DESCRIPTION OF THE TASK:
Lines holding the word "HashMap" must be located in the listing below and copied.

DATA SHOWN:
------------------------------------
// ── Engine: Page Surface ───────────────────────────────────────────────────
// The rendering surface the assistant lives on, as an injected capability.
// The scanner reads the document through it and the command executor acts
// on it; core logic never touches a real DOM, so the whole pipeline runs
// headlessly against a fake implementation in tests.
//
// Element addressing: core resolves selectors against the serialized
// document and hands the surface an `ElementTarget { selector, index }` —
// "the index-th element matching selector". That keeps the non-standard
// `tag:contains('…')` resolution on this side of the boundary.

use crate::atoms::types::{ElementTarget, PageLocation};

pub trait PageSurface: Send + Sync {
    /// Serialized current DOM. Read-only input for the scanner and for
    /// selector resolution; may be re-read per operation.
    fn document_html(&self) -> String;

    /// Current location of the hosting page.
    fn location(&self) -> PageLocation;

    /// Smooth, centered scroll bringing the target into view.
    fn scroll_into_view(&self, target: &ElementTarget);

    /// Read one inline style property off the target. `None` when unset.
    fn read_inline_style(&self, target: &ElementTarget, property: &str) -> Option<String>;

    /// Write (`Some`) or clear (`None`) one inline style property.
    fn write_inline_style(&self, target: &ElementTarget, property: &str, value: Option<&str>);

    /// Full top-level navigation to a path on the current site.
    fn goto(&self, path: &str);

    /// Open a URL in a new browsing context with no opener link back.
    fn open_external(&self, url: &str);
}
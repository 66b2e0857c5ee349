// ── Engine: Page Scanner ───────────────────────────────────────────────────
// Reads the current document off the page surface and produces:
//   digest          — the formatted text block handed to the prompt builder
//   scan_site       — site-map update from the current page's outbound links
//   extract_page_content — structured content for the site map store
//
// The digest is opaque text to the rest of the pipeline. Absent elements
// simply omit their line; there is no error path. Scanning never crawls
// beyond the current page — only hrefs found in its DOM are collected.

use log::info;
use scraper::{ElementRef, Html, Selector};
use url::Url;

use crate::atoms::constants::{
    CONTENT_MAX_PARAGRAPHS, CONTENT_MIN_PARAGRAPH_CHARS, DIGEST_FLAGGED_TEXT_CHARS,
    DIGEST_MAX_FLAGGED, DIGEST_MAX_HEADINGS, DIGEST_MAX_SECTIONS,
};
use crate::atoms::types::{Brain, LinkRecord, PageContent};
use crate::engine::surface::PageSurface;

// Containers whose anchors count as navigation.
const NAV_LINK_SELECTOR: &str = "nav a, .nav a, .menu a, .navigation a, header a";
const HEADING_SELECTOR: &str = "h1, h2, h3, h4, h5, h6";
const SECTION_SELECTOR: &str = "section, .section, main, .main, article, .article";

// Bilingual id/class tokens that flag an element as important for the digest.
const FLAGGED_KEYWORDS: [&str; 6] = ["akcio", "action", "contact", "kapcsolat", "about", "rolunk"];

/// Must-parse selectors are compile-time literals; a parse failure is a
/// programming error, so `expect` is acceptable here.
fn sel(s: &str) -> Selector {
    Selector::parse(s).expect("static selector")
}

/// Collapse an element's text nodes into one space-joined string.
/// Shared with the command processor's `:contains()` resolution.
pub(crate) fn element_text(element: &ElementRef) -> String {
    let mut text = String::new();
    for node in element.text() {
        let trimmed = node.trim();
        if !trimmed.is_empty() {
            if !text.is_empty() {
                text.push(' ');
            }
            text.push_str(trimmed);
        }
    }
    text
}

/// `(tag#id.class1.class2)` suffix used to make digest entries addressable
/// by the model's SCROLL/HIGHLIGHT selectors.
fn element_label(element: &ElementRef) -> String {
    let mut label = element.value().name().to_lowercase();
    if let Some(id) = element.value().id() {
        label.push('#');
        label.push_str(id);
    }
    for class in element.value().classes() {
        label.push('.');
        label.push_str(class);
    }
    label
}

// ── Digest ─────────────────────────────────────────────────────────────────

/// Produce the text digest of the current page for the prompt builder.
/// Field labels stay in the assistant's own language; the builder treats
/// the whole block as opaque text.
pub fn digest(surface: &dyn PageSurface, brain: &Brain) -> String {
    let html = Html::parse_document(&surface.document_html());
    let mut info = String::new();

    let title = html
        .select(&sel("title"))
        .next()
        .map(|el| element_text(&el))
        .unwrap_or_default();
    info.push_str(&format!("Oldal címe: {}\n", title));
    info.push_str(&format!("URL: {}\n", surface.location().href));

    let nav_labels: Vec<String> = html
        .select(&sel(NAV_LINK_SELECTOR))
        .map(|a| element_text(&a))
        .filter(|t| !t.is_empty())
        .collect();
    if !nav_labels.is_empty() {
        info.push_str(&format!("Navigációs linkek: {}\n", nav_labels.join(", ")));
    }

    let headings: Vec<String> = html
        .select(&sel(HEADING_SELECTOR))
        .filter_map(|h| {
            let text = element_text(&h);
            if text.is_empty() {
                None
            } else {
                Some(format!("{} ({})", text, element_label(&h)))
            }
        })
        .take(DIGEST_MAX_HEADINGS)
        .collect();
    if !headings.is_empty() {
        info.push_str(&format!("Főcímek: {}\n", headings.join(", ")));
    }

    let heading_sel = sel(HEADING_SELECTOR);
    let sections: Vec<String> = html
        .select(&sel(SECTION_SELECTOR))
        .filter_map(|s| {
            // Only sections that actually carry a heading are worth naming.
            let heading = s.select(&heading_sel).next()?;
            let title = element_text(&heading);
            if title.is_empty() {
                None
            } else {
                Some(format!("{} ({})", title, element_label(&s)))
            }
        })
        .take(DIGEST_MAX_SECTIONS)
        .collect();
    if !sections.is_empty() {
        info.push_str(&format!("Szekciók: {}\n", sections.join(", ")));
    }

    let flagged = flagged_elements(&html);
    if !flagged.is_empty() {
        info.push_str(&format!("Fontos elemek: {}\n", flagged.join(", ")));
    }

    if let Some(meta) = html
        .select(&sel(r#"meta[name="description"]"#))
        .next()
        .and_then(|el| el.value().attr("content"))
    {
        info.push_str(&format!("Leírás: {}\n", meta));
    }

    if !brain.site_map.pages.is_empty() {
        info.push_str(&format!("Elérhető oldalak: {}\n", brain.site_map.pages.join(", ")));
    }

    info
}

/// Elements whose id or class contains one of the bilingual keywords.
fn flagged_elements(html: &Html) -> Vec<String> {
    let selector = FLAGGED_KEYWORDS
        .iter()
        .flat_map(|kw| [format!("[id*=\"{}\"]", kw), format!("[class*=\"{}\"]", kw)])
        .collect::<Vec<_>>()
        .join(", ");
    html.select(&sel(&selector))
        .map(|el| {
            let text: String = element_text(&el).chars().take(DIGEST_FLAGGED_TEXT_CHARS).collect();
            format!("{} ({})", text, element_label(&el))
        })
        .take(DIGEST_MAX_FLAGGED)
        .collect()
}

// ── Site scan ──────────────────────────────────────────────────────────────

/// Collect the current page's outbound relative links into the site map and
/// store the page's extracted content under its path. Merges with what
/// earlier page loads discovered; never fetches another page's DOM.
///
/// Returns the total number of known pages after the scan.
pub fn scan_site(surface: &dyn PageSurface, brain: &mut Brain) -> usize {
    let html = Html::parse_document(&surface.document_html());
    let path = surface.location().path;

    let mut pages = std::mem::take(&mut brain.site_map.pages);
    push_unique(&mut pages, &path);
    for anchor in html.select(&sel("a[href]")) {
        if let Some(href) = anchor.value().attr("href") {
            if is_site_relative(href) {
                push_unique(&mut pages, href);
            }
        }
    }

    brain.site_map.content.insert(path, extract_page_content(&html));
    brain.site_map.last_scan = Some(chrono::Utc::now().to_rfc3339());
    let count = pages.len();
    brain.site_map.pages = pages;

    info!("[scanner] site scan complete, {} pages known", count);
    count
}

/// A href belongs in the site map when it is relative to the current site:
/// anything that parses as an absolute URL (http(s), mailto:, tel:, …) is
/// skipped.
fn is_site_relative(href: &str) -> bool {
    !href.is_empty() && Url::parse(href).is_err()
}

fn push_unique(pages: &mut Vec<String>, path: &str) {
    if !pages.iter().any(|p| p == path) {
        pages.push(path.to_string());
    }
}

/// Structured extraction of the current page for the site map store.
pub fn extract_page_content(html: &Html) -> PageContent {
    let title = html
        .select(&sel("title"))
        .next()
        .map(|el| element_text(&el))
        .unwrap_or_default();

    let headings = html
        .select(&sel(HEADING_SELECTOR))
        .map(|h| element_text(&h))
        .filter(|t| !t.is_empty())
        .collect();

    let paragraphs = html
        .select(&sel("p"))
        .map(|p| element_text(&p))
        .filter(|t| t.chars().count() > CONTENT_MIN_PARAGRAPH_CHARS)
        .take(CONTENT_MAX_PARAGRAPHS)
        .collect();

    let links = html
        .select(&sel("a[href]"))
        .filter_map(|a| {
            let text = element_text(&a);
            let href = a.value().attr("href").unwrap_or_default();
            if text.is_empty() || href.is_empty() {
                None
            } else {
                Some(LinkRecord { text, href: href.to_string() })
            }
        })
        .collect();

    PageContent { title, headings, paragraphs, links }
}

#[cfg(test)]
mod tests {
    use super::*;
    use crate::atoms::types::{ElementTarget, PageLocation};
    use crate::engine::surface::PageSurface;

    struct StaticPage {
        html: String,
        path: String,
    }

    impl PageSurface for StaticPage {
        fn document_html(&self) -> String {
            self.html.clone()
        }
        fn location(&self) -> PageLocation {
            PageLocation {
                href: format!("https://example.hu{}", self.path),
                path: self.path.clone(),
            }
        }
        fn scroll_into_view(&self, _target: &ElementTarget) {}
        fn read_inline_style(&self, _target: &ElementTarget, _property: &str) -> Option<String> {
            None
        }
        fn write_inline_style(&self, _t: &ElementTarget, _p: &str, _v: Option<&str>) {}
        fn goto(&self, _path: &str) {}
        fn open_external(&self, _url: &str) {}
    }

    const PAGE: &str = r#"
        <html><head>
            <title>Teszt Oldal</title>
            <meta name="description" content="Egy teszt weboldal.">
        </head><body>
            <nav><a href="/">Főoldal</a><a href="/kapcsolat">Kapcsolat</a></nav>
            <h1 id="fo">Üdvözlünk</h1>
            <section id="kapcsolat" class="contact"><h2>Kapcsolat</h2>
                <p>Írj nekünk bátran emailt bármikor, szívesen válaszolunk.</p>
                <p>rövid</p>
            </section>
            <a href="mailto:info@example.hu">Email</a>
            <a href="tel:+3611234567">Telefon</a>
            <a href="https://kulso.example.com/x">Külső</a>
            <a href="/arak">Árak</a>
        </body></html>"#;

    fn page() -> StaticPage {
        StaticPage { html: PAGE.into(), path: "/".into() }
    }

    #[test]
    fn test_digest_contains_expected_lines() {
        let d = digest(&page(), &Brain::default());
        assert!(d.contains("Oldal címe: Teszt Oldal"));
        assert!(d.contains("URL: https://example.hu/"));
        assert!(d.contains("Navigációs linkek: Főoldal, Kapcsolat"));
        assert!(d.contains("Főcímek: Üdvözlünk (h1#fo)"));
        assert!(d.contains("Szekciók: Kapcsolat (section#kapcsolat.contact)"));
        assert!(d.contains("Fontos elemek:"));
        assert!(d.contains("Leírás: Egy teszt weboldal."));
        // No pages scanned yet, so the cached-pages line is absent.
        assert!(!d.contains("Elérhető oldalak"));
    }

    #[test]
    fn test_digest_omits_absent_blocks() {
        let bare = StaticPage { html: "<html><body><p>hello</p></body></html>".into(), path: "/".into() };
        let d = digest(&bare, &Brain::default());
        assert!(!d.contains("Navigációs linkek"));
        assert!(!d.contains("Főcímek"));
        assert!(!d.contains("Leírás"));
    }

    #[test]
    fn test_scan_site_collects_relative_links_only() {
        let mut brain = Brain::default();
        let count = scan_site(&page(), &mut brain);
        assert_eq!(count, brain.site_map.pages.len());
        assert_eq!(brain.site_map.pages, vec!["/", "/kapcsolat", "/arak"]);
        assert!(brain.site_map.last_scan.is_some());
    }

    #[test]
    fn test_scan_site_merges_across_page_loads() {
        let mut brain = Brain::default();
        scan_site(&page(), &mut brain);

        let second = StaticPage {
            html: r#"<html><head><title>Árak</title></head>
                     <body><a href="/">Vissza</a><a href="/blog">Blog</a></body></html>"#
                .into(),
            path: "/arak".into(),
        };
        scan_site(&second, &mut brain);

        assert_eq!(brain.site_map.pages, vec!["/", "/kapcsolat", "/arak", "/blog"]);
        assert!(brain.site_map.content.contains_key("/"));
        assert!(brain.site_map.content.contains_key("/arak"));
    }

    #[test]
    fn test_extract_page_content_filters_noise() {
        let html = Html::parse_document(PAGE);
        let content = extract_page_content(&html);
        assert_eq!(content.title, "Teszt Oldal");
        assert_eq!(content.headings, vec!["Üdvözlünk", "Kapcsolat"]);
        // The 5-char paragraph is below the noise threshold.
        assert_eq!(content.paragraphs.len(), 1);
        assert!(content.links.iter().any(|l| l.href == "mailto:info@example.hu"));
    }
}
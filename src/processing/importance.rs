//! Per-skill importance weighting from job description context

use crate::processing::taxonomy::{SkillCategory, SkillTaxonomy};
use crate::processing::text_processor::{find_whole_word, split_clauses};
use std::collections::HashMap;
use std::sync::Arc;

pub const MAX_WEIGHT: f64 = 3.0;

const EMPHASIS_KEYWORDS: &[&str] = &[
    "critical", "crucial", "essential", "key", "important", "core", "primary", "main",
];

pub struct ImportanceWeigher {
    taxonomy: Arc<SkillTaxonomy>,
}

impl ImportanceWeigher {
    pub fn new(taxonomy: Arc<SkillTaxonomy>) -> Self {
        Self { taxonomy }
    }

    pub fn weights(&self, skills: &[String], job_text: &str) -> HashMap<String, f64> {
        let lowered = job_text.to_lowercase();
        skills
            .iter()
            .map(|skill| (skill.clone(), self.weight_lowered(skill, &lowered)))
            .collect()
    }

    pub fn weight(&self, skill: &str, job_text: &str) -> f64 {
        self.weight_lowered(skill, &job_text.to_lowercase())
    }

    fn weight_lowered(&self, skill: &str, job_lower: &str) -> f64 {
        let skill = skill.trim().to_lowercase();
        let occurrences = find_whole_word(job_lower, &skill);

        let frequency = (1.0 + 0.2 * occurrences.len() as f64).min(2.0);
        let emphasis = if emphasized(&skill, job_lower) { 1.5 } else { 1.0 };
        let position = match occurrences.first() {
            Some(&offset) if !job_lower.is_empty() => {
                1.2 - 0.4 * (offset as f64 / job_lower.len() as f64)
            }
            _ => 1.0,
        };
        let category = self
            .taxonomy
            .category(&skill)
            .map_or(1.0, category_factor);

        (frequency * emphasis * position * category).clamp(0.0, MAX_WEIGHT)
    }
}

fn emphasized(skill: &str, job_lower: &str) -> bool {
    split_clauses(job_lower).into_iter().any(|clause| {
        !find_whole_word(clause, skill).is_empty()
            && EMPHASIS_KEYWORDS
                .iter()
                .any(|keyword| !find_whole_word(clause, keyword).is_empty())
    })
}

pub fn category_factor(category: SkillCategory) -> f64 {
    match category {
        SkillCategory::Programming => 1.3,
        SkillCategory::Backend | SkillCategory::Frontend => 1.2,
        SkillCategory::Database
        | SkillCategory::Cloud
        | SkillCategory::DataAi
        | SkillCategory::Architecture => 1.1,
        SkillCategory::Methodology => 0.9,
        SkillCategory::Tools => 0.8,
    }
}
------------------------------------
WRITTEN RESPONSE:
use std::collections::HashMap;
    pub fn weights(&self, skills: &[String], job_text: &str) -> HashMap<String, f64> {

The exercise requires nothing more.